╔══

impl<P: LlmProvider> Indexer<P> {
    #[must_use]
    pub fn new(store: Arc<dyn VectorStore>, provider: Arc<P>, config: IndexerConfig) -> Self {
        Self {
            store,
            provider,
            config,
        }
    }

    #[must_use]
    pub fn config(&self) -> &IndexerConfig {
        &self.config
    }

    /// Embed [`PROBE_TEXT`] and return the vector dimension.
    ///
    /// # Errors
    ///
    /// Returns an error if the provider cannot embed or the embedding
    /// gateway fails.
    pub async fn probe(&self) -> Result<usize> {
        require_embeddings(self.provider.as_ref())?;
        let vector = self.provider.embed(PROBE_TEXT).await?;
        tracing::info!(
            provider = self.provider.name(),
            dimension = vector.len(),
            "embedding gateway reachable"
        );
        Ok(vector.len())
    }

    /// Embed every chunk under `root` that the store does not hold yet.
    ///
    /// Each file with new chunks costs exactly one embedding request and one
    /// store write. Files whose chunks are all known cost nothing. Once every
    /// file is written, stored chunks of walked files that their current text
    /// no longer produces are deleted in one call.
    ///
    /// # Errors
    ///
    /// Returns the first walk, read, decode, gateway or store error. Nothing
    /// is retried.
    pub async fn index_directory(&self, root: &Path) -> Result<IndexReport> {
        require_embeddings(self.provider.as_ref())?;
        let start = Instant::now();
        let mut report = IndexReport::default();
        let collection = &self.config.collection;

        let mut collection_ready = false;
        if self.config.probe {
            let dimension = self.probe().await?;
            self.store
                .ensure_collection(collection, u64::try_from(dimension)?)
                .await?;
            collection_ready = true;
        }

        let mut existing =
            load_existing_ids(self.store.as_ref(), collection, self.config.scan_batch_size)
                .await?;

        let files = collect_source_files(root, &self.config.extensions)?;
        let total = files.len();
        tracing::info!(total, root = %root.display(), "indexing started");

        let mut current: HashMap<String, HashSet<String>> = HashMap::new();
        for (i, file) in files.iter().enumerate() {
            report.files_scanned += 1;
            let outcome = self
                .index_file(file, &mut existing, &mut collection_ready)
                .await?;

            if outcome.created > 0 {
                report.files_embedded += 1;
                report.embedding_calls += 1;
            } else {
                report.files_skipped += 1;
            }
            report.chunks_created += outcome.created;
            report.chunks_skipped += outcome.skipped;

            tracing::info!(
                file = %file.rel_path.display(),
                progress = format_args!("{}/{total}", i + 1),
                created = outcome.created,
                skipped = outcome.skipped,
            );
            current
                .entry(outcome.source)
                .or_default()
                .extend(outcome.ids);
        }

        report.chunks_removed = self.remove_stale(&current, &mut existing).await?;

        report.duration_ms = start.elapsed().as_millis().try_into().unwrap_or(u64::MAX);
        tracing::info!(%report, "indexing finished");
        Ok(report)
    }

    async fn index_file(
        &self,
        file: &SourceFile,
        existing: &mut ExistingIdSet,
        collection_ready: &mut bool,
    ) -> Result<FileOutcome> {
        let text = read_source(&file.path, self.config.decode).await?;
        let chunks = chunk_text(&text, self.config.chunk_size);
        let scheme = self.config.id_scheme;
        let source = scheme.source_for(&file.rel_path);

        let ids: Vec<String> = chunks
            .iter()
            .enumerate()
            .map(|(index, chunk)| scheme.chunk_id(&source, index, chunk))
            .collect();
        let pending: Vec<(String, &str)> = ids
            .iter()
            .zip(&chunks)
            .filter(|(id, _)| !existing.contains(id))
            .map(|(id, chunk)| (id.clone(), *chunk))
            .collect();
        let skipped = chunks.len() - pending.len();

        if pending.is_empty() {
            tracing::debug!(file = %source, chunks = chunks.len(), "nothing new to embed");
            return Ok(FileOutcome {
                source,
                ids,
                created: 0,
                skipped,
            });
        }

        let texts: Vec<&str> = pending.iter().map(|(_, text)| *text).collect();
        tracing::debug!(file = %source, count = texts.len(), "embedding new chunks");
        let vectors = self.provider.embed_batch(&texts).await?;
        if vectors.len() != texts.len() {
            return Err(LlmError::EmbeddingCountMismatch {
                expected: texts.len(),
                actual: vectors.len(),
            }
            .into());
        }

        if !*collection_ready {
            let dimension = vectors.first().map_or(0, Vec::len);
            self.store
                .ensure_collection(&self.config.collection, u64::try_from(dimension)?)
                .await?;
            *collection_ready = true;
        }

        let records: Vec<EmbeddingRecord> = pending
            .iter()
            .zip(vectors)
            .map(|((id, text), vector)| EmbeddingRecord {
                id: id.clone(),
                vector,
                document: (*text).to_owned(),
                metadata: ChunkMetadata::new(source.clone()),
            })
            .collect();
        let created = records.len();
        self.store.add(&self.config.collection, records).await?;

        for (id, _) in pending {
            existing.insert(id, source.clone());
        }

        Ok(FileOutcome {
            source,
            ids,
            created,
            skipped,
        })
    }

    /// Delete stored ids of each walked source that are not in its current
    /// id set. Sources that were not walked are left to the pruner.
    async fn remove_stale(
        &self,
        current: &HashMap<String, HashSet<String>>,
        existing: &mut ExistingIdSet,
    ) -> Result<usize> {
        let known: &ExistingIdSet = existing;
        let mut stale: Vec<String> = current
            .iter()
            .flat_map(move |(source, ids)| {
                known
                    .ids_for_source(source)
                    .filter(move |id| !ids.contains(*id))
                    .map(str::to_owned)
            })
            .collect();
        if stale.is_empty() {
            return Ok(0);
        }

        stale.sort_unstable();
        tracing::info!(count = stale.len(), "removing chunks replaced by edits");
        self.store
            .delete(&self.config.collection, stale.clone())
            .await?;
        for id in &stale {
            existing.remove(id);
        }
        Ok(stale.len())
    }
}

╚══

▶ _THE PROBLEM_: Go through the material above and copy each line that has the word "HashSet".

▶ _WORKED SOLUTION_:
        let mut current: HashMap<String, HashSet<String>> = HashMap::new();
        current: &HashMap<String, HashSet<String>>,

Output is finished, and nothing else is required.